■ **INSTRUCTIONS FOR THE TASK**: Please give the records below back in full, exactly as shown.

■ **EXERCISE DATA**:
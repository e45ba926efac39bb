//! An instrumented in-memory web for crawler tests

use async_trait::async_trait;
use ripple_crawl::crawler::{Document, DownloadError, Downloader, ExtractError};
use std::collections::HashMap;
use std::sync::atomic::{AtomicUsize, Ordering};
use std::sync::{Arc, Mutex};
use std::time::Duration;

/// How a single URL behaves when downloaded
#[derive(Debug, Clone, Default)]
pub struct MockPage {
    pub links: Vec<String>,
    pub fail_download: bool,
    pub fail_extract: bool,
    pub delay: Duration,
}

impl MockPage {
    pub fn links(links: &[&str]) -> Self {
        Self {
            links: links.iter().map(|l| l.to_string()).collect(),
            ..Self::default()
        }
    }

    pub fn failing() -> Self {
        Self {
            fail_download: true,
            ..Self::default()
        }
    }

    pub fn with_delay(mut self, delay: Duration) -> Self {
        self.delay = delay;
        self
    }

    pub fn with_failing_extract(mut self) -> Self {
        self.fail_extract = true;
        self
    }
}

/// Download start/finish events, in the order they happened
#[derive(Debug, Clone, PartialEq, Eq)]
pub enum Event {
    Started(String),
    Finished(String),
}

#[derive(Debug, Default)]
struct HostLoad {
    current: usize,
    peak: usize,
}

/// A `Downloader` over a fixed set of pages that records how it was called
///
/// URLs with no page fail like a 404.
#[derive(Default)]
pub struct MockWeb {
    pages: HashMap<String, MockPage>,
    calls: Mutex<HashMap<String, usize>>,
    hosts: Mutex<HashMap<String, HostLoad>>,
    events: Mutex<Vec<Event>>,
    in_flight: AtomicUsize,
    peak_in_flight: AtomicUsize,
    extractions: Arc<AtomicUsize>,
}

impl MockWeb {
    pub fn new() -> Self {
        Self::default()
    }

    pub fn page(mut self, url: &str, page: MockPage) -> Self {
        self.pages.insert(url.to_string(), page);
        self
    }

    pub fn into_arc(self) -> Arc<Self> {
        Arc::new(self)
    }

    /// Number of `download` calls per URL
    pub fn calls(&self) -> HashMap<String, usize> {
        self.calls.lock().unwrap().clone()
    }

    pub fn total_calls(&self) -> usize {
        self.calls.lock().unwrap().values().sum()
    }

    /// Highest number of simultaneous downloads seen for `host`
    pub fn peak_for_host(&self, host: &str) -> usize {
        self.hosts
            .lock()
            .unwrap()
            .get(host)
            .map(|load| load.peak)
            .unwrap_or(0)
    }

    /// Highest number of simultaneous downloads seen across all hosts
    pub fn peak_in_flight(&self) -> usize {
        self.peak_in_flight.load(Ordering::SeqCst)
    }

    pub fn extractions(&self) -> usize {
        self.extractions.load(Ordering::SeqCst)
    }

    pub fn events(&self) -> Vec<Event> {
        self.events.lock().unwrap().clone()
    }

    fn enter(&self, url: &str) {
        *self.calls.lock().unwrap().entry(url.to_string()).or_insert(0) += 1;
        self.events
            .lock()
            .unwrap()
            .push(Event::Started(url.to_string()));

        let now = self.in_flight.fetch_add(1, Ordering::SeqCst) + 1;
        self.peak_in_flight.fetch_max(now, Ordering::SeqCst);

        if let Ok(host) = ripple_crawl::extract_host(url) {
            let mut hosts = self.hosts.lock().unwrap();
            let load = hosts.entry(host).or_default();
            load.current += 1;
            load.peak = load.peak.max(load.current);
        }
    }

    fn leave(&self, url: &str) {
        if let Ok(host) = ripple_crawl::extract_host(url) {
            if let Some(load) = self.hosts.lock().unwrap().get_mut(&host) {
                load.current -= 1;
            }
        }
        self.in_flight.fetch_sub(1, Ordering::SeqCst);
        self.events
            .lock()
            .unwrap()
            .push(Event::Finished(url.to_string()));
    }
}

/// Decrements the in-flight counters even if the download future is dropped
struct InFlight<'a> {
    web: &'a MockWeb,
    url: &'a str,
}

impl Drop for InFlight<'_> {
    fn drop(&mut self) {
        self.web.leave(self.url);
    }
}

#[async_trait]
impl Downloader for MockWeb {
    async fn download(&self, url: &str) -> Result<Box<dyn Document>, DownloadError> {
        self.enter(url);
        let _guard = InFlight { web: self, url };

        let page = self.pages.get(url).cloned();
        if let Some(page) = &page {
            if !page.delay.is_zero() {
                tokio::time::sleep(page.delay).await;
            } else {
                tokio::task::yield_now().await;
            }
        }

        match page {
            Some(page) if !page.fail_download => Ok(Box::new(MockDocument {
                page,
                extractions: Arc::clone(&self.extractions),
            })),
            Some(_) => Err(DownloadError::Other(format!("connection reset: {}", url))),
            None => Err(DownloadError::Status { status: 404 }),
        }
    }
}

struct MockDocument {
    page: MockPage,
    extractions: Arc<AtomicUsize>,
}

#[async_trait]
impl Document for MockDocument {
    async fn extract_links(&self) -> Result<Vec<String>, ExtractError> {
        self.extractions.fetch_add(1, Ordering::SeqCst);
        if self.page.fail_extract {
            return Err(ExtractError::Parse {
                url: "mock".to_string(),
                message: "unterminated tag".to_string(),
            });
        }
        Ok(self.page.links.clone())
    }
}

■ **SOLUTION FOR THIS EXERCISE**:
repository e45ba926efac39bb
//! An instrumented in-memory web for crawler tests

use async_trait::async_trait;
use ripple_crawl::crawler::{Document, DownloadError, Downloader, ExtractError};
use std::collections::HashMap;
use std::sync::atomic::{AtomicUsize, Ordering};
use std::sync::{Arc, Mutex};
use std::time::Duration;

/// How a single URL behaves when downloaded
#[derive(Debug, Clone, Default)]
pub struct MockPage {
    pub links: Vec<String>,
    pub fail_download: bool,
    pub fail_extract: bool,
    pub delay: Duration,
}

impl MockPage {
    pub fn links(links: &[&str]) -> Self {
        Self {
            links: links.iter().map(|l| l.to_string()).collect(),
            ..Self::default()
        }
    }

    pub fn failing() -> Self {
        Self {
            fail_download: true,
            ..Self::default()
        }
    }

    pub fn with_delay(mut self, delay: Duration) -> Self {
        self.delay = delay;
        self
    }

    pub fn with_failing_extract(mut self) -> Self {
        self.fail_extract = true;
        self
    }
}

/// Download start/finish events, in the order they happened
#[derive(Debug, Clone, PartialEq, Eq)]
pub enum Event {
    Started(String),
    Finished(String),
}

#[derive(Debug, Default)]
struct HostLoad {
    current: usize,
    peak: usize,
}

/// A `Downloader` over a fixed set of pages that records how it was called
///
/// URLs with no page fail like a 404.
#[derive(Default)]
pub struct MockWeb {
    pages: HashMap<String, MockPage>,
    calls: Mutex<HashMap<String, usize>>,
    hosts: Mutex<HashMap<String, HostLoad>>,
    events: Mutex<Vec<Event>>,
    in_flight: AtomicUsize,
    peak_in_flight: AtomicUsize,
    extractions: Arc<AtomicUsize>,
}

impl MockWeb {
    pub fn new() -> Self {
        Self::default()
    }

    pub fn page(mut self, url: &str, page: MockPage) -> Self {
        self.pages.insert(url.to_string(), page);
        self
    }

    pub fn into_arc(self) -> Arc<Self> {
        Arc::new(self)
    }

    /// Number of `download` calls per URL
    pub fn calls(&self) -> HashMap<String, usize> {
        self.calls.lock().unwrap().clone()
    }

    pub fn total_calls(&self) -> usize {
        self.calls.lock().unwrap().values().sum()
    }

    /// Highest number of simultaneous downloads seen for `host`
    pub fn peak_for_host(&self, host: &str) -> usize {
        self.hosts
            .lock()
            .unwrap()
            .get(host)
            .map(|load| load.peak)
            .unwrap_or(0)
    }

    /// Highest number of simultaneous downloads seen across all hosts
    pub fn peak_in_flight(&self) -> usize {
        self.peak_in_flight.load(Ordering::SeqCst)
    }

    pub fn extractions(&self) -> usize {
        self.extractions.load(Ordering::SeqCst)
    }

    pub fn events(&self) -> Vec<Event> {
        self.events.lock().unwrap().clone()
    }

    fn enter(&self, url: &str) {
        *self.calls.lock().unwrap().entry(url.to_string()).or_insert(0) += 1;
        self.events
            .lock()
            .unwrap()
            .push(Event::Started(url.to_string()));

        let now = self.in_flight.fetch_add(1, Ordering::SeqCst) + 1;
        self.peak_in_flight.fetch_max(now, Ordering::SeqCst);

        if let Ok(host) = ripple_crawl::extract_host(url) {
            let mut hosts = self.hosts.lock().unwrap();
            let load = hosts.entry(host).or_default();
            load.current += 1;
            load.peak = load.peak.max(load.current);
        }
    }

    fn leave(&self, url: &str) {
        if let Ok(host) = ripple_crawl::extract_host(url) {
            if let Some(load) = self.hosts.lock().unwrap().get_mut(&host) {
                load.current -= 1;
            }
        }
        self.in_flight.fetch_sub(1, Ordering::SeqCst);
        self.events
            .lock()
            .unwrap()
            .push(Event::Finished(url.to_string()));
    }
}

/// Decrements the in-flight counters even if the download future is dropped
struct InFlight<'a> {
    web: &'a MockWeb,
    url: &'a str,
}

impl Drop for InFlight<'_> {
    fn drop(&mut self) {
        self.web.leave(self.url);
    }
}

#[async_trait]
impl Downloader for MockWeb {
    async fn download(&self, url: &str) -> Result<Box<dyn Document>, DownloadError> {
        self.enter(url);
        let _guard = InFlight { web: self, url };

        let page = self.pages.get(url).cloned();
        if let Some(page) = &page {
            if !page.delay.is_zero() {
                tokio::time::sleep(page.delay).await;
            } else {
                tokio::task::yield_now().await;
            }
        }

        match page {
            Some(page) if !page.fail_download => Ok(Box::new(MockDocument {
                page,
                extractions: Arc::clone(&self.extractions),
            })),
            Some(_) => Err(DownloadError::Other(format!("connection reset: {}", url))),
            None => Err(DownloadError::Status { status: 404 }),
        }
    }
}

struct MockDocument {
    page: MockPage,
    extractions: Arc<AtomicUsize>,
}

#[async_trait]
impl Document for MockDocument {
    async fn extract_links(&self) -> Result<Vec<String>, ExtractError> {
        self.extractions.fetch_add(1, Ordering::SeqCst);
        if self.page.fail_extract {
            return Err(ExtractError::Parse {
                url: "mock".to_string(),
                message: "unterminated tag".to_string(),
            });
        }
        Ok(self.page.links.clone())
    }
}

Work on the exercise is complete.